Durante a tramitação da reforma do Código na Câmara o texto ficou na mão do então Dep. Aldo Rebelo, que dialogou explicitamente com a bancada ruralista, e desdenhou das orientações dos especialistas para a construção do projeto. O Dep. Aldo Rebelo recusou qualquer diálogo com os movimentos socioambientais e, ao final, foi premiado com um ministério pela queridíssima presidente Dilma (que homem brilhante e culto ele é – saiu de especialista ambiental para expert em esporte em alguns meses).
Foram anos de um vai-e-vem sem fim. Acompanhamos esse processo, mais de perto a partir das propostas do Aldo, em 2010, e desde então seguimos na discussão. Não por menos, esse é o tópico que mais discutimos aqui: com este post, seguem-se 43 textos, artigos e reflexões sobre as mudanças no Código Florestal. Estávamos aqui quando estas propostas foram aprovadas pela primeira vez na Câmara; quando o senado o ratificou; quando da campanha pelo “Veta tudo, Dilma” (e quando ela não seguiu o clamor da maioria da população do país); quando o mesmo voltou à Câmara, passou pelo Senado e, mais uma vez, falhou nos vetos simples que a nossa presidente fez.
Somos simples cidadãos com ousadia o suficiente para questionar a posição passiva do governo frente a um assunto de demasiada importância para o futuro deste país. O Brasil tem a chance de se tornar uma potência mundial. Rico em recursos naturais, tem, como poucos, as chances de encarar um planeta em colapso.
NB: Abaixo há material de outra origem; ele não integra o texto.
pub mod json;
pub mod markdown;
pub mod text;

use costscope_core::sensitivity::{SensitivityDimension, SensitivityOutput};

/// `$1,234,567.89`, with a leading minus for negative amounts.
pub fn money(value: f64) -> String {
    if !value.is_finite() {
        return "n/a".to_string();
    }
    let cents = (value.abs() * 100.0).round() as u64;
    let digits = (cents / 100).to_string();
    let mut grouped = String::with_capacity(digits.len() + digits.len() / 3);
    for (i, c) in digits.chars().enumerate() {
        if i > 0 && (digits.len() - i) % 3 == 0 {
            grouped.push(',');
        }
        grouped.push(c);
    }
    let sign = if value < 0.0 && cents > 0 { "-" } else { "" };
    format!("{sign}${grouped}.{:02}", cents % 100)
}

/// Signed percentage, or `n/a` when undefined.
pub fn signed_pct(value: Option<f64>) -> String {
    match value {
        Some(v) => format!("{v:+.2}%"),
        None => "n/a".to_string(),
    }
}

pub(crate) fn payback_label(payback: f64) -> String {
    if payback < 0.0 {
        "never (within horizon)".to_string()
    } else {
        format!("{payback:.2} years")
    }
}

pub(crate) fn dimension_label(dimension: SensitivityDimension) -> &'static str {
    match dimension {
        SensitivityDimension::Revenue => "revenue",
        SensitivityDimension::Cost => "cost per person-month",
        SensitivityDimension::ProjectScale => "project size",
    }
}

pub(crate) fn output_label(output: SensitivityOutput) -> &'static str {
    match output {
        SensitivityOutput::Npv => "NPV",
        SensitivityOutput::TotalCost => "total cost",
        SensitivityOutput::Duration => "duration",
    }
}

#[cfg(test)]
pub(crate) fn sample_report() -> costscope_core::EstimationReport {
    use costscope_core::{Config, EstimationOrchestrator, ProcessClass, ProjectSpec};

    let spec = ProjectSpec {
        project_name: Some("billing".to_string()),
        size_loc: 50_000.0,
        process_class: ProcessClass::SemiDetached,
        effort_adjustment_factor: 1.0,
        discount_rate: 0.1,
        developer_count: 8,
        tester_count: 3,
        expected_annual_revenue: 900_000.0,
        project_duration_months: 18.0,
        cost_per_person_month: 8000.0,
        revenue_period_years: 2,
    };
    EstimationOrchestrator::new(Config::default())
        .run_spec(&spec)
        .expect("default config is valid")
}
Entretanto, levados pela ganância e por uma visão retrógrada,estúpida, governos e ruralistas querem – e agora não terão respaldo legal para impedi-los – passar o motosserra nas florestas, e jogar ralo abaixo nossas chances de desenvolvimento justo e democrático.
Nós, do E esse tal Meio Ambiente?, lamentamos imensamente que Dilma Rousseff, ex-militante política, junto com um outrora governo de esquerda, com histórico de lutas por direitos da minoria política, tenham fechado os olhos para o futuro. Lamentamos, também, pelos nossos netos, seus filhos e seus netos, que não terão as mesmas oportunidades que tivemos de usufruir de um ambiente saudável, limpo, conservado…
O fato é que com a morte do Código Florestal, nasce o primeiro Código Ruralista brasileiro. Foram anos de lutas, passeatas, protestos, campanhas, petições, ações, e tantas outras coisas que fizemos. Mas de forma alguma devemos cruzar os braços, e esperar pela chegada do apocalipse. Devemos continuar engajados na luta pela defesa da proteção ambiental, e pelo desenvolvimento sustentável deste país. Continuaremos fomentando a construção do conhecimento para que – quem sabe um dia, os membros da bancada ruralista consigam perceber que o lucro imediato baseado na destruição não sustentará o futuro do Brasil, mas pelo contrário, levará a escassez e ao aumento das desigualdades.